= Patrick van Kerckhoven =

Dutch DJ and producer

Patrick van Kerckhoven (born 1970, alias DJ Ruffneck) is a darkcore or gabber DJ and producer, originating from Alblasserdam, Netherlands. An active DJ since 1985, Kerckhoven has also been involved with various record labels. In 1989, he and Jayant Edoo formed 80 Aum Records. When that closed in 1991, he went on to form Ruffneck Records and its imprints Ruffex and Ruff Intelligenze.

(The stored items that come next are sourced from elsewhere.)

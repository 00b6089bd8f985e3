//! Process-wide default array pool.
//!
//! Buffers created without an explicit pool come from here (pool index
//! 1). Arrays are bucketed by power-of-two length between
//! [`MIN_POOLED_BUFFER_LEN`] and [`MAX_POOLED_BUFFER_LEN`]; each bucket
//! is a [`ShardedPool`] without overflow, so surplus arrays are dropped
//! instead of accumulating. Arrays are not cleared on return.

use std::any::{Any, TypeId};
use std::sync::{Arc, Mutex, OnceLock, PoisonError};

use indexmap::IndexMap;
use skein_core::{fail_fast, ConfigError, ObjectPool, Violation};

use crate::config::{PoolConfig, MAX_POOLED_BUFFER_LEN, MIN_POOLED_BUFFER_LEN};
use crate::error::BufferError;
use crate::pool::ShardedPool;

const BUCKETS: usize =
    (MAX_POOLED_BUFFER_LEN.trailing_zeros() - MIN_POOLED_BUFFER_LEN.trailing_zeros() + 1) as usize;

/// Power-of-two bucketed pool of `Vec<T>`.
pub struct ArrayPool<T> {
    buckets: Box<[OnceLock<ShardedPool<Vec<T>>>]>,
    shard_count: usize,
    shard_capacity: usize,
}

type Registry = Mutex<IndexMap<TypeId, Arc<dyn Any + Send + Sync>>>;

fn registry() -> &'static Registry {
    static REGISTRY: OnceLock<Registry> = OnceLock::new();
    REGISTRY.get_or_init(|| Mutex::new(IndexMap::new()))
}

impl<T: Default + Clone + Send + Sync + 'static> ArrayPool<T> {
    /// An independent pool. Most callers want [`shared`](Self::shared).
    /// The overflow setting of `config` is ignored.
    pub fn new(config: &PoolConfig) -> Result<Self, ConfigError> {
        config.validate()?;
        Ok(Self::with_shards(
            config.resolved_shard_count(),
            config.shard_capacity,
        ))
    }

    fn with_shards(shard_count: usize, shard_capacity: usize) -> Self {
        Self {
            buckets: (0..BUCKETS).map(|_| OnceLock::new()).collect(),
            shard_count,
            shard_capacity,
        }
    }

    /// The process-wide pool for element type `T`.
    pub fn shared() -> Arc<Self> {
        let mut map = registry().lock().unwrap_or_else(PoisonError::into_inner);
        let entry = map
            .entry(TypeId::of::<T>())
            .or_insert_with(|| {
                let defaults = PoolConfig::default();
                Arc::new(Self::with_shards(
                    defaults.resolved_shard_count(),
                    defaults.shard_capacity,
                )) as Arc<dyn Any + Send + Sync>
            });
        match Arc::clone(entry).downcast::<Self>() {
            Ok(pool) => pool,
            Err(_) => fail_fast(Violation::TypeMismatch {
                expected: "registered array pool",
                found: std::any::type_name::<Self>(),
            }),
        }
    }

    /// Length `rent(min_len)` would return: the next power of two, at
    /// least [`MIN_POOLED_BUFFER_LEN`].
    pub fn bucket_len(min_len: usize) -> Result<usize, BufferError> {
        min_len
            .max(MIN_POOLED_BUFFER_LEN)
            .checked_next_power_of_two()
            .ok_or(BufferError::LengthOverflow { requested: min_len })
    }

    fn bucket_index(len: usize) -> Option<usize> {
        if !len.is_power_of_two() || !(MIN_POOLED_BUFFER_LEN..=MAX_POOLED_BUFFER_LEN).contains(&len)
        {
            return None;
        }
        Some((len.trailing_zeros() - MIN_POOLED_BUFFER_LEN.trailing_zeros()) as usize)
    }

    fn bucket(&self, index: usize) -> &ShardedPool<Vec<T>> {
        self.buckets[index].get_or_init(|| {
            let len = MIN_POOLED_BUFFER_LEN << index;
            ShardedPool::with_shards(self.shard_count, self.shard_capacity, false, move || {
                vec![T::default(); len]
            })
        })
    }

    /// Rent an array of at least `min_len` elements. Allocation failure
    /// on a pool miss aborts, as for any `Vec`.
    pub fn rent(&self, min_len: usize) -> Vec<T> {
        let len = min_len
            .max(MIN_POOLED_BUFFER_LEN)
            .checked_next_power_of_two()
            .unwrap_or(min_len);
        match Self::bucket_index(len) {
            Some(index) => self.bucket(index).rent(),
            None => vec![T::default(); len],
        }
    }

    /// Rent an array of at least `min_len` elements, allocating fallibly
    /// on a pool miss.
    pub fn try_rent(&self, min_len: usize) -> Result<Vec<T>, BufferError> {
        let len = Self::bucket_len(min_len)?;
        if let Some(index) = Self::bucket_index(len) {
            if let Some(array) = self.bucket(index).try_rent_pooled() {
                return Ok(array);
            }
        }
        let mut array = Vec::new();
        array
            .try_reserve_exact(len)
            .map_err(|_| BufferError::AllocationFailed { requested: len })?;
        array.resize(len, T::default());
        Ok(array)
    }

    /// Give an array back. Arrays of non-pooled lengths, or arriving at a
    /// full bucket, are dropped.
    pub fn give_back(&self, array: Vec<T>) {
        if let Some(index) = Self::bucket_index(array.len()) {
            if let Err(array) = self.bucket(index).try_return(array) {
                tracing::trace!(len = array.len(), "array pool bucket full, dropping");
            }
        }
    }

    /// Arrays currently pooled for the bucket holding `len`.
    pub fn pooled(&self, len: usize) -> usize {
        Self::bucket_index(len)
            .and_then(|i| self.buckets[i].get())
            .map_or(0, ShardedPool::pooled)
    }
}

#[cfg(test)]
mod tests {
    use super::*;

    #[test]
    fn bucket_len_rounds_up() {
        assert_eq!(ArrayPool::<u8>::bucket_len(1), Ok(16));
        assert_eq!(ArrayPool::<u8>::bucket_len(17), Ok(32));
        assert_eq!(ArrayPool::<u8>::bucket_len(64), Ok(64));
        assert!(ArrayPool::<u8>::bucket_len(usize::MAX).is_err());
    }

    #[test]
    fn returned_array_is_reused() {
        let pool = ArrayPool::<u32>::new(&PoolConfig {
            shard_count: Some(1),
            ..PoolConfig::default()
        })
        .unwrap();
        let mut a = pool.try_rent(20).unwrap();
        assert_eq!(a.len(), 32);
        a[0] = 99;
        let ptr = a.as_ptr();
        pool.give_back(a);
        assert_eq!(pool.pooled(32), 1);
        let b = pool.try_rent(32).unwrap();
        assert_eq!(b.as_ptr(), ptr);
        assert_eq!(b[0], 99, "arrays are not cleared");
    }

    #[test]
    fn infallible_rent_matches_bucket() {
        let pool = ArrayPool::<u8>::new(&PoolConfig::default()).unwrap();
        assert_eq!(pool.rent(3).len(), 16);
        assert_eq!(pool.rent(100).len(), 128);
    }

    #[test]
    fn odd_lengths_not_pooled() {
        let pool = ArrayPool::<u8>::new(&PoolConfig::default()).unwrap();
        pool.give_back(vec![0; 100]);
        assert_eq!(pool.pooled(128), 0);
    }

    #[test]
    fn shared_is_per_type_singleton() {
        let a = ArrayPool::<i16>::shared();
        let b = ArrayPool::<i16>::shared();
        assert!(Arc::ptr_eq(&a, &b));
    }
}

After a disagreement with parent label XSV Music, Kerckhoven formed Gangsta Audiovisuals and its imprint Supreme Intelligence, then in 2001, Kerckhoven also closed these and moved all artists to Enzyme Records. Enzyme has three imprints: Enzyme K7, Enzyme VIP and Enzyme X. JUGGERNAUT, another pseudonym of van Kerckhoven during his Ruffneck years, has released a single, "Ruffneck rules da artcore scene!!!", borrowing the melody of In the Hall of the Mountain King, which reached eight in the Dutch top 40 in 1997 ("Dutch Top 40 archive").

His latest imprint is called Tainted Audio and was formed to fulfill his desire to keep on experimenting with drum and bass influenced underground hardcore music.